In the summer of 2020, when he came in, the pandemic had been turbocharging e-commerce for months. And a lot of companies, particularly smaller and mid-sized businesses, were looking at what Flynn calls low-cost “web-in-a-box” solutions, and “IT body shops.”
The problem is that these don’t often address the company’s branding or strategy, says Flynn. Successful e-commerce requires a deeper understanding of the company’s target markets and its own processes.
Some of Trone’s clients have been selling through Amazon or other platforms. “We have a lot of pet clients. They dabble on Chewy.”
“What they realize is they don’t have control of their brand and they pay quite a commission. At some point they need to take control,” he says.
For some B-to-B clients, the digital goal might need to be to increase sales leads or boost the number of quotes requested. A company may have a presence on LinkedIn, for example, but they could use the platform more systematically to find new customers and key buying decision-makers.
“You’ve got to have a brand.
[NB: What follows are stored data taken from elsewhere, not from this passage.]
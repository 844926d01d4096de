//! In-memory fakes of the collaborators, for tests of this crate and of
//! provider crates.

use std::collections::BTreeMap;
use std::sync::{Arc, PoisonError, RwLock, RwLockReadGuard, RwLockWriteGuard};

use k8s_openapi::api::apps::v1::Deployment;
use k8s_openapi::api::core::v1::{ConfigMap, Secret, Service};
use kube::core::DynamicObject;
use serde::de::DeserializeOwned;
use serde::Serialize;
use serde_json::Value;

use crate::apis::cluster::{ClusterContext, SeedProvider, ShootKubernetes};
use crate::chart::{ChartRenderer, Manifest, RenderedChart};
use crate::client::{to_dynamic, ClusterReader, SeedClient};
use crate::error::Error;
use crate::secrets::SecretsDeployer;
use crate::status::StatusUpdater;

fn read<T>(lock: &RwLock<T>) -> RwLockReadGuard<'_, T> {
    lock.read().unwrap_or_else(PoisonError::into_inner)
}

fn write<T>(lock: &RwLock<T>) -> RwLockWriteGuard<'_, T> {
    lock.write().unwrap_or_else(PoisonError::into_inner)
}

/// A recorded write to the fake seed.
#[derive(Clone, Debug, PartialEq, Eq)]
pub struct Call {
    /// Namespace, empty for cluster scoped objects.
    pub namespace: String,
    /// Kind.
    pub kind: String,
    /// Name.
    pub name: String,
}

type Key = (String, String, String);

/// A seed that keeps objects in memory and records every write.
#[derive(Clone, Default)]
pub struct FakeSeedClient {
    objects: Arc<RwLock<BTreeMap<Key, DynamicObject>>>,
    applied: Arc<RwLock<Vec<Call>>>,
    deleted: Arc<RwLock<Vec<Call>>>,
    failing: Arc<RwLock<Vec<(String, String)>>>,
    server_version: Arc<RwLock<String>>,
}

impl FakeSeedClient {
    /// Creates an empty seed running kubernetes 1.20.0.
    pub fn new() -> Self {
        let client = Self::default();
        *write(&client.server_version) = "1.20.0".to_owned();
        client
    }

    /// Changes the reported server version.
    pub fn set_server_version(&self, version: &str) {
        *write(&self.server_version) = version.to_owned();
    }

    /// Stores an object without recording a write.
    pub fn insert<K: Serialize>(&self, object: &K) {
        let object = to_dynamic(object).expect("object should convert to a dynamic object");
        let key = key_of(&object).expect("object should have kind and name");
        write(&self.objects).insert(key, object);
    }

    /// Makes every apply of the given object fail.
    pub fn fail_apply(&self, kind: &str, name: &str) {
        write(&self.failing).push((kind.to_owned(), name.to_owned()));
    }

    /// Returns a stored object.
    pub fn object(&self, namespace: &str, kind: &str, name: &str) -> Option<DynamicObject> {
        read(&self.objects)
            .get(&(namespace.to_owned(), kind.to_owned(), name.to_owned()))
            .cloned()
    }

    /// Returns a stored object converted to `K`.
    pub fn typed<K: DeserializeOwned>(&self, namespace: &str, kind: &str, name: &str) -> Option<K> {
        self.object(namespace, kind, name)
            .map(|o| convert(&o).expect("stored object should convert"))
    }

    /// Returns a stored secret.
    pub fn secret(&self, namespace: &str, name: &str) -> Option<Secret> {
        self.typed(namespace, "Secret", name)
    }

    /// Returns a stored deployment.
    pub fn deployment(&self, namespace: &str, name: &str) -> Option<Deployment> {
        self.typed(namespace, "Deployment", name)
    }

    /// Applies in call order.
    pub fn applied(&self) -> Vec<Call> {
        read(&self.applied).clone()
    }

    /// Deletes in call order, including those of missing objects.
    pub fn deletions(&self) -> Vec<Call> {
        read(&self.deleted).clone()
    }

    /// Whether the given object was applied at least once.
    pub fn was_applied(&self, kind: &str, name: &str) -> bool {
        read(&self.applied)
            .iter()
            .any(|c| c.kind == kind && c.name == name)
    }

    fn get_typed<K: DeserializeOwned>(
        &self,
        namespace: &str,
        kind: &str,
        name: &str,
    ) -> anyhow::Result<Option<K>> {
        match self.object(namespace, kind, name) {
            Some(object) => Ok(Some(convert(&object)?)),
            None => Ok(None),
        }
    }
}

fn convert<K: DeserializeOwned>(object: &DynamicObject) -> anyhow::Result<K> {
    Ok(serde_json::from_value(serde_json::to_value(object)?)?)
}

fn key_of(object: &DynamicObject) -> Option<Key> {
    let kind = object.types.as_ref()?.kind.clone();
    let name = object.metadata.name.clone()?;
    let namespace = object.metadata.namespace.clone().unwrap_or_default();
    Some((namespace, kind, name))
}

#[async_trait::async_trait]
impl SeedClient for FakeSeedClient {
    async fn get_secret(&self, namespace: &str, name: &str) -> anyhow::Result<Option<Secret>> {
        self.get_typed(namespace, "Secret", name)
    }

    async fn get_config_map(
        &self,
        namespace: &str,
        name: &str,
    ) -> anyhow::Result<Option<ConfigMap>> {
        self.get_typed(namespace, "ConfigMap", name)
    }

    async fn get_service(&self, namespace: &str, name: &str) -> anyhow::Result<Option<Service>> {
        self.get_typed(namespace, "Service", name)
    }

    async fn get_deployment(
        &self,
        namespace: &str,
        name: &str,
    ) -> anyhow::Result<Option<Deployment>> {
        self.get_typed(namespace, "Deployment", name)
    }

    async fn get_object(
        &self,
        namespace: Option<&str>,
        _api_version: &str,
        kind: &str,
        name: &str,
    ) -> anyhow::Result<Option<DynamicObject>> {
        Ok(self.object(namespace.unwrap_or_default(), kind, name))
    }

    async fn apply(&self, object: &DynamicObject) -> anyhow::Result<()> {
        let key = key_of(object)
            .ok_or_else(|| Error::invalid("metadata.name", "Required", "object has no kind or name"))?;
        if read(&self.failing)
            .iter()
            .any(|(kind, name)| *kind == key.1 && *name == key.2)
        {
            anyhow::bail!("injected failure applying {} {}", key.1, key.2);
        }
        write(&self.applied).push(Call {
            namespace: key.0.clone(),
            kind: key.1.clone(),
            name: key.2.clone(),
        });
        write(&self.objects).insert(key, object.clone());
        Ok(())
    }

    async fn delete(
        &self,
        namespace: Option<&str>,
        _api_version: &str,
        kind: &str,
        name: &str,
    ) -> anyhow::Result<()> {
        let key = (
            namespace.unwrap_or_default().to_owned(),
            kind.to_owned(),
            name.to_owned(),
        );
        write(&self.deleted).push(Call {
            namespace: key.0.clone(),
            kind: key.1.clone(),
            name: key.2.clone(),
        });
        match write(&self.objects).remove(&key) {
            Some(_) => Ok(()),
            None => Err(Error::NotFound {
                kind: kind.to_owned(),
                name: name.to_owned(),
            }
            .into()),
        }
    }

    async fn server_version(&self) -> anyhow::Result<String> {
        Ok(read(&self.server_version).clone())
    }
}

/// Serves clusters from memory.
#[derive(Clone, Default)]
pub struct FakeClusterReader {
    clusters: Arc<RwLock<BTreeMap<String, Arc<ClusterContext>>>>,
}

impl FakeClusterReader {
    /// Creates a reader without clusters.
    pub fn new() -> Self {
        Self::default()
    }

    /// Adds a cluster under its name.
    pub fn add(&self, cluster: ClusterContext) {
        write(&self.clusters).insert(cluster.name.clone(), Arc::new(cluster));
    }
}

#[async_trait::async_trait]
impl ClusterReader for FakeClusterReader {
    async fn get_cluster(&self, name: &str) -> anyhow::Result<Arc<ClusterContext>> {
        read(&self.clusters).get(name).cloned().ok_or_else(|| {
            Error::NotFound {
                kind: "Cluster".to_owned(),
                name: name.to_owned(),
            }
            .into()
        })
    }
}

/// A cluster called `name` running kubernetes `version` on an azure seed.
pub fn cluster(name: &str, version: &str) -> ClusterContext {
    let mut cluster = ClusterContext {
        name: name.to_owned(),
        ..Default::default()
    };
    cluster.shoot.spec.kubernetes = ShootKubernetes {
        version: version.to_owned(),
    };
    cluster.shoot.spec.networking.pods = Some("100.96.0.0/11".to_owned());
    cluster.seed.spec.provider = SeedProvider {
        type_: "azure".to_owned(),
        region: "westeurope".to_owned(),
    };
    cluster
}

type Template = Box<dyn Fn(&Value) -> String + Send + Sync>;

/// Renders charts from templates registered per release. Releases without a
/// template render to nothing. Values of every render are recorded.
#[derive(Clone, Default)]
pub struct FakeChartRenderer {
    templates: Arc<RwLock<BTreeMap<String, Template>>>,
    values: Arc<RwLock<BTreeMap<String, Vec<Value>>>>,
}

impl FakeChartRenderer {
    /// Creates a renderer without templates.
    pub fn new() -> Self {
        Self::default()
    }

    /// Renders `release` to fixed YAML.
    pub fn add_template(&self, release: &str, yaml: &str) {
        let yaml = yaml.to_owned();
        self.add_template_fn(release, move |_| yaml.clone());
    }

    /// Renders `release` by calling `template` with the values.
    pub fn add_template_fn(
        &self,
        release: &str,
        template: impl Fn(&Value) -> String + Send + Sync + 'static,
    ) {
        write(&self.templates).insert(release.to_owned(), Box::new(template));
    }

    /// Values of the last render of `release`.
    pub fn last_values(&self, release: &str) -> Option<Value> {
        read(&self.values)
            .get(release)
            .and_then(|v| v.last().cloned())
    }

    /// Number of renders of `release`.
    pub fn renders(&self, release: &str) -> usize {
        read(&self.values).get(release).map_or(0, Vec::len)
    }
}

#[async_trait::async_trait]
impl ChartRenderer for FakeChartRenderer {
    async fn render(
        &self,
        _path: &std::path::Path,
        release: &str,
        _namespace: &str,
        values: &Value,
    ) -> anyhow::Result<RenderedChart> {
        write(&self.values)
            .entry(release.to_owned())
            .or_default()
            .push(values.clone());
        let manifests = match read(&self.templates).get(release) {
            Some(template) => vec![Manifest {
                name: format!("{}/templates/{}.yaml", release, release),
                content: template(values),
            }],
            None => Vec::new(),
        };
        Ok(RenderedChart { manifests })
    }
}

/// Returns a fixed set of secrets and counts calls.
#[derive(Clone, Default)]
pub struct FakeSecretsDeployer {
    secrets: Arc<RwLock<BTreeMap<String, Secret>>>,
    deploys: Arc<RwLock<usize>>,
    deletes: Arc<RwLock<usize>>,
}

impl FakeSecretsDeployer {
    /// Creates a deployer returning `secrets`.
    pub fn new(secrets: Vec<Secret>) -> Self {
        let deployer = Self::default();
        for secret in secrets {
            let name = secret.metadata.name.clone().unwrap_or_default();
            write(&deployer.secrets).insert(name, secret);
        }
        deployer
    }

    /// Number of deploy calls.
    pub fn deploys(&self) -> usize {
        *read(&self.deploys)
    }

    /// Number of delete calls.
    pub fn deletes(&self) -> usize {
        *read(&self.deletes)
    }
}

#[async_trait::async_trait]
impl SecretsDeployer for FakeSecretsDeployer {
    async fn deploy(&self, _namespace: &str) -> anyhow::Result<BTreeMap<String, Secret>> {
        *write(&self.deploys) += 1;
        Ok(read(&self.secrets).clone())
    }

    async fn delete(&self, _namespace: &str) -> anyhow::Result<()> {
        *write(&self.deletes) += 1;
        Ok(())
    }
}

/// Records status and object patches.
#[derive(Clone, Default)]
pub struct FakeStatusUpdater {
    statuses: Arc<RwLock<Vec<(String, Value)>>>,
    patches: Arc<RwLock<Vec<(String, Value)>>>,
}

impl FakeStatusUpdater {
    /// Creates an updater without recorded patches.
    pub fn new() -> Self {
        Self::default()
    }

    /// Status patches as `(namespace/name, status)`, in call order.
    pub fn statuses(&self) -> Vec<(String, Value)> {
        read(&self.statuses).clone()
    }

    /// Object patches as `(namespace/name, patch)`, in call order.
    pub fn patches(&self) -> Vec<(String, Value)> {
        read(&self.patches).clone()
    }

    /// The last status patch.
    pub fn last_status(&self) -> Option<Value> {
        read(&self.statuses).last().map(|(_, s)| s.clone())
    }
}

#[async_trait::async_trait]
impl StatusUpdater for FakeStatusUpdater {
    async fn patch_status(&self, namespace: &str, name: &str, status: Value) -> anyhow::Result<()> {
        write(&self.statuses).push((format!("{}/{}", namespace, name), status));
        Ok(())
    }

    async fn patch_object(&self, namespace: &str, name: &str, patch: Value) -> anyhow::Result<()> {
        write(&self.patches).push((format!("{}/{}", namespace, name), patch));
        Ok(())
    }
}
You’ve got to have a brand strategy. You’ve got to have great content, and a real good user experience to stitch it together,“ Flynn says.
Subtle things can make a huge difference. In the hotel business, Flynn could quantify the impact of speeding up the average page click by a half second. “No matter what the result was, whether they were looking at availability, or clicking the change-room-type choices, or want to pay for the wi-fi today — a half second translated into multi-million dollars just because how people will tolerate speed, and subconsciously move on to somebody else they know is faster, if you’re slowing them down.”
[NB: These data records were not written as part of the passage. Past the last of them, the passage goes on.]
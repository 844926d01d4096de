use std::collections::BTreeMap;
use std::convert::Infallible;
use std::net::SocketAddr;
use std::path::PathBuf;
use std::sync::Arc;

use k8s_openapi::apimachinery::pkg::apis::meta::v1::Status;
use serde::{Deserialize, Serialize};
use serde_json::Value;
use tokio_util::sync::CancellationToken;
use tracing::{info, trace, warn};
use tracing_futures::Instrument;
use warp::http::StatusCode;
use warp::Filter;

use super::{Mutator, SeedObject};
use crate::error::Error;

const PATCH_TYPE_JSON_PATCH: &str = "JSONPatch";

/// An admission review as sent by the API server and returned by the webhook.
#[derive(Serialize, Deserialize, Clone, Debug)]
#[serde(rename_all = "camelCase")]
pub struct AdmissionReview {
    /// `admission.k8s.io/v1beta1` or `admission.k8s.io/v1`.
    pub api_version: String,
    /// `AdmissionReview`.
    pub kind: String,
    /// The request, set by the API server.
    #[serde(default, skip_serializing_if = "Option::is_none")]
    pub request: Option<AdmissionRequest>,
    /// The response, set by the webhook.
    #[serde(default, skip_serializing_if = "Option::is_none")]
    pub response: Option<AdmissionResponse>,
}

/// Group, version and kind of the object under review.
#[derive(Serialize, Deserialize, Clone, Debug, Default, PartialEq)]
pub struct GroupVersionKind {
    /// API group, empty for the core group.
    #[serde(default)]
    pub group: String,
    /// API version.
    pub version: String,
    /// Kind.
    pub kind: String,
}

/// The admission attributes of one request.
#[derive(Serialize, Deserialize, Clone, Debug)]
#[serde(rename_all = "camelCase")]
pub struct AdmissionRequest {
    /// Identifier copied into the response.
    pub uid: String,
    /// Kind of the object.
    pub kind: GroupVersionKind,
    /// Name of the object.
    #[serde(default)]
    pub name: Option<String>,
    /// Namespace of the object.
    #[serde(default)]
    pub namespace: Option<String>,
    /// `CREATE`, `UPDATE`, `DELETE` or `CONNECT`.
    pub operation: String,
    /// The object as it would be persisted.
    #[serde(default)]
    pub object: Option<Value>,
    /// The existing object for updates and deletions.
    #[serde(default)]
    pub old_object: Option<Value>,
}

/// The verdict on one request.
#[derive(Serialize, Deserialize, Clone, Debug, Default)]
#[serde(rename_all = "camelCase")]
pub struct AdmissionResponse {
    /// Identifier copied from the request.
    pub uid: String,
    /// Whether the request is admitted.
    pub allowed: bool,
    /// Details on denied requests.
    #[serde(default, skip_serializing_if = "Option::is_none")]
    pub status: Option<Status>,
    /// Base64 encoded JSON patch.
    #[serde(default, skip_serializing_if = "Option::is_none")]
    pub patch: Option<String>,
    /// Always `JSONPatch` when a patch is present.
    #[serde(default, skip_serializing_if = "Option::is_none")]
    pub patch_type: Option<String>,
}

impl AdmissionResponse {
    fn deny(uid: String, code: u16, message: String) -> Self {
        AdmissionResponse {
            uid,
            allowed: false,
            status: Some(Status {
                code: Some(code.into()),
                message: Some(message),
                status: Some("Failure".to_owned()),
                ..Default::default()
            }),
            patch: None,
            patch_type: None,
        }
    }
}

/// Runs `mutator` on the object of `review` and answers with the patch that
/// turns the submitted object into the mutated one.
pub async fn review(mutator: &dyn Mutator, review: AdmissionReview) -> AdmissionReview {
    let request = match review.request {
        Some(request) => request,
        None => {
            return AdmissionReview {
                api_version: review.api_version,
                kind: review.kind,
                request: None,
                response: Some(AdmissionResponse::deny(
                    String::new(),
                    400,
                    "admission review carries no request".to_owned(),
                )),
            }
        }
    };

    let span = tracing::debug_span!(
        "review",
        kind = %request.kind.kind,
        name = ?request.name,
        namespace = ?request.namespace,
        operation = %request.operation,
    );
    let response = mutate(mutator, &request).instrument(span).await;
    AdmissionReview {
        api_version: review.api_version,
        kind: review.kind,
        request: None,
        response: Some(response),
    }
}

async fn mutate(mutator: &dyn Mutator, request: &AdmissionRequest) -> AdmissionResponse {
    let uid = request.uid.clone();
    let object = match &request.object {
        Some(object) if request.operation != "DELETE" => object.clone(),
        _ => {
            trace!("Nothing to mutate");
            return allow(uid, None);
        }
    };

    let mut decoded = match SeedObject::decode(&request.kind.kind, object) {
        Ok(decoded) => decoded,
        Err(e) => {
            warn!(error = %e, "Could not decode object");
            return AdmissionResponse::deny(uid, 400, format!("could not decode object: {}", e));
        }
    };
    // Diff against the typed encoding so that fields this crate does not model
    // are not removed.
    let before = match decoded.to_value() {
        Ok(value) => value,
        Err(e) => return AdmissionResponse::deny(uid, 500, e.to_string()),
    };
    let namespace = request.namespace.clone().unwrap_or_default();

    if let Err(e) = mutator.mutate(&namespace, &mut decoded).await {
        let invalid = e
            .chain()
            .any(|cause| matches!(cause.downcast_ref::<Error>(), Some(Error::Invalid { .. })));
        let code = if invalid { 400 } else { 500 };
        warn!(error = %format!("{:#}", e), code, allowed = false, "Admission request denied");
        return AdmissionResponse::deny(uid, code, format!("{:#}", e));
    }

    let after = match decoded.to_value() {
        Ok(value) => value,
        Err(e) => return AdmissionResponse::deny(uid, 500, e.to_string()),
    };
    let patch = json_patch::diff(&before, &after);
    if patch.0.is_empty() {
        info!(allowed = true, "Admission request allowed");
        return allow(uid, None);
    }
    match serde_json::to_vec(&patch) {
        Ok(bytes) => {
            info!(allowed = true, ?patch, "Admission request allowed with patch");
            allow(uid, Some(base64::encode(bytes)))
        }
        Err(e) => AdmissionResponse::deny(uid, 500, e.to_string()),
    }
}

fn allow(uid: String, patch: Option<String>) -> AdmissionResponse {
    let patch_type = patch.as_ref().map(|_| PATCH_TYPE_JSON_PATCH.to_owned());
    AdmissionResponse {
        uid,
        allowed: true,
        status: None,
        patch,
        patch_type,
    }
}

/// Serves admission reviews over TLS until `shutdown` is cancelled. Each
/// entry of `mutators` is served on its path, e.g. `/webhooks/azure`.
pub async fn serve(
    addr: SocketAddr,
    cert_file: PathBuf,
    key_file: PathBuf,
    mutators: BTreeMap<String, Arc<dyn Mutator>>,
    shutdown: CancellationToken,
) {
    let mutators = Arc::new(mutators);
    let routes = warp::post()
        .and(warp::path::full())
        .and(warp::body::json())
        .and_then(move |path: warp::path::FullPath, request: AdmissionReview| {
            let mutators = Arc::clone(&mutators);
            async move {
                let reply: Box<dyn warp::Reply> = match mutators.get(path.as_str()) {
                    Some(mutator) => {
                        let response = review(mutator.as_ref(), request).await;
                        Box::new(warp::reply::json(&response))
                    }
                    None => {
                        warn!(path = path.as_str(), "No webhook registered for path");
                        Box::new(warp::reply::with_status(
                            "no webhook registered for path",
                            StatusCode::NOT_FOUND,
                        ))
                    }
                };
                Ok::<_, Infallible>(reply)
            }
        });

    let (bound, server) = warp::serve(routes)
        .tls()
        .cert_path(cert_file)
        .key_path(key_file)
        .bind_with_graceful_shutdown(addr, async move { shutdown.cancelled().await });
    info!(address = %bound, "Webhook server listening");
    server.await;
}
And it matters if the little chat box pops up and users encounter a robot, or they’re talking to someone who is juggling 20 other chats and may not be that helpful. “People will try it once if they don’t have to wait and go through a call tree and wait in a queue. As soon as they realize it’s not going to be faster or not knowledgeable, they’ll give up pretty quick.”
Sorting through all this is the challenge for mid-sized companies and for agencies like Trone that are evolving their businesses.
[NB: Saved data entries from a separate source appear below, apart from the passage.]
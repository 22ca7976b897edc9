use anyhow::{bail, Result};
use clap::{Args, Parser, Subcommand};
use std::path::PathBuf;

use specsearch::backend::DbFlavor;

mod config;
mod info;
mod search;

pub use config::Config;

/// specsearch - search spectral databases by coordinates or object ID
#[derive(Parser)]
#[command(name = "specsearch")]
#[command(author, version, about, long_about = None)]
pub struct Cli {
    /// Verbosity level (-v for info, -vv for debug)
    #[arg(short, long, action = clap::ArgAction::Count)]
    verbose: u8,

    /// Load settings from a TOML config file (default: ./specsearch.toml)
    #[arg(long, value_name = "FILE", global = true)]
    config: Option<PathBuf>,

    #[command(subcommand)]
    command: Commands,
}

/// Database selection shared by the subcommands.
#[derive(Args)]
struct DbArgs {
    /// Database file (.hdf5); falls back to the configured active_db,
    /// then to the configured default database
    #[arg(value_name = "DB")]
    db: Option<PathBuf>,

    /// Treat the database as QUBRICS-formatted (also settable in config)
    #[arg(long)]
    qubrics: bool,
}

impl DbArgs {
    /// Resolve the database path and flavor against the config, in the
    /// original's precedence: explicit argument, configured active
    /// database, configured default database.
    fn resolve(&self, config: &Config) -> Result<(PathBuf, DbFlavor)> {
        let path = self
            .db
            .clone()
            .or_else(|| config.active_db.clone())
            .or_else(|| config.database.igmspec.clone());
        let Some(path) = path else {
            bail!("no database given: pass a DB argument or set active_db in the config");
        };
        let flavor = if self.qubrics || config.qubrics_db {
            DbFlavor::Qubrics
        } else {
            DbFlavor::SpecDb
        };
        Ok((path, flavor))
    }
}

#[derive(Subcommand)]
enum Commands {
    /// Search a database by sky coordinates or object identifier
    Search {
        #[command(flatten)]
        db: DbArgs,

        /// Sexagesimal right ascension, e.g. "01:15:22.14" or "01 15 22.14"
        #[arg(long, value_name = "HMS", default_value = "")]
        ra_hms: String,

        /// Sexagesimal declination, e.g. "03:14:03.13"
        #[arg(long, value_name = "DMS", default_value = "")]
        dec_dms: String,

        /// Decimal right ascension, degrees
        #[arg(long, value_name = "DEG", default_value = "")]
        ra_deg: String,

        /// Decimal declination, degrees
        #[arg(long, value_name = "DEG", default_value = "")]
        dec_deg: String,

        /// Object identifier; when set, coordinates are ignored
        #[arg(long, value_name = "QID", default_value = "")]
        qid: String,

        /// Matching radius in arcseconds
        #[arg(long, value_name = "ARCSEC", default_value = "1")]
        radius: String,

        /// Export matched spectra to FITS files in a fresh temporary
        /// directory
        #[arg(long)]
        export: bool,

        /// Export matched spectra into DIR (existing files are overwritten)
        #[arg(long, value_name = "DIR")]
        out_dir: Option<PathBuf>,

        /// Export and open the configured viewer over the FITS files
        #[arg(long)]
        open: bool,
    },

    /// Print the catalog summary of a QUBRICS-formatted database
    Info {
        #[command(flatten)]
        db: DbArgs,
    },
}

/// Parse arguments, initialize logging and dispatch to a subcommand.
pub fn run() -> Result<()> {
    let cli = Cli::parse();

    // Initialize logging based on verbosity
    let log_level = match cli.verbose {
        0 => "warn",
        1 => "info",
        _ => "debug",
    };
    env_logger::Builder::from_env(env_logger::Env::default().default_filter_or(log_level)).init();

    let config = Config::load(cli.config.as_deref())?;

    match cli.command {
        Commands::Search {
            db,
            ra_hms,
            dec_dms,
            ra_deg,
            dec_deg,
            qid,
            radius,
            export,
            out_dir,
            open,
        } => search::run(
            &db,
            &config,
            search::SearchOptions {
                ra_hms,
                dec_dms,
                ra_deg,
                dec_deg,
                qid,
                radius,
                export,
                out_dir,
                open,
            },
        ),
        Commands::Info { db } => info::run(&db, &config),
    }
}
One of the biggest challenges for any agency trying to improve a client’s e-commerce capabilities is dealing with company culture, workflows and rules. You have to go in and learn how things work, end to end.
Trone had around 80 employees in 2015 when it handled the North Carolina lottery account. Today, according to Flynn, headcount is in the low 40s, “plus another 15 or so people that are either contract or outsourced folks that we can dial up or down depending on the project.” The lottery, he says, “was a good business. I won’t say it was the most profitable. It was great work. It got our name out. But in general, it was more traditional, and now we can be more efficient with our labor in what we do.” He sees Trone getting back up in the 70-80 employee range.
“A lot of what we do is come in and work with people on communicating with each other and planning together, breaking down some of those functional barriers and redefining processes. We start there, which ultimately will tie to their brand. What are they trying to represent? What’s the customer experience they’re trying to get to? I think we start with the end in mind and go backwards. What’s it going to take to deliver that?”
A few weeks ago, Flynn was at a conference in Washington, D.C., and consulting giant Accenture’s digital folks were making a presentation. “They’ve been on a tear,” Flynn says, “buying up a lot of more on the technology side, a lot of what they call marketing automation, with customer data platforms, a lot around web development, a lot around analytics and digital marketing. And one of the things they said — which made us feel good — they’re like ‘We realize we’re not as effective as we could be, because we have not focused on creative, we’ve not focused on user experience, and we really haven’t helped people build brands in these channels. We’ve just delivered these solutions. And that is what we’re trying to do different.’
“If you look at some of our clients that I’d say value us” Flynn says, “and long-term they do repeatable business with us, it’s exactly those kinds of things.”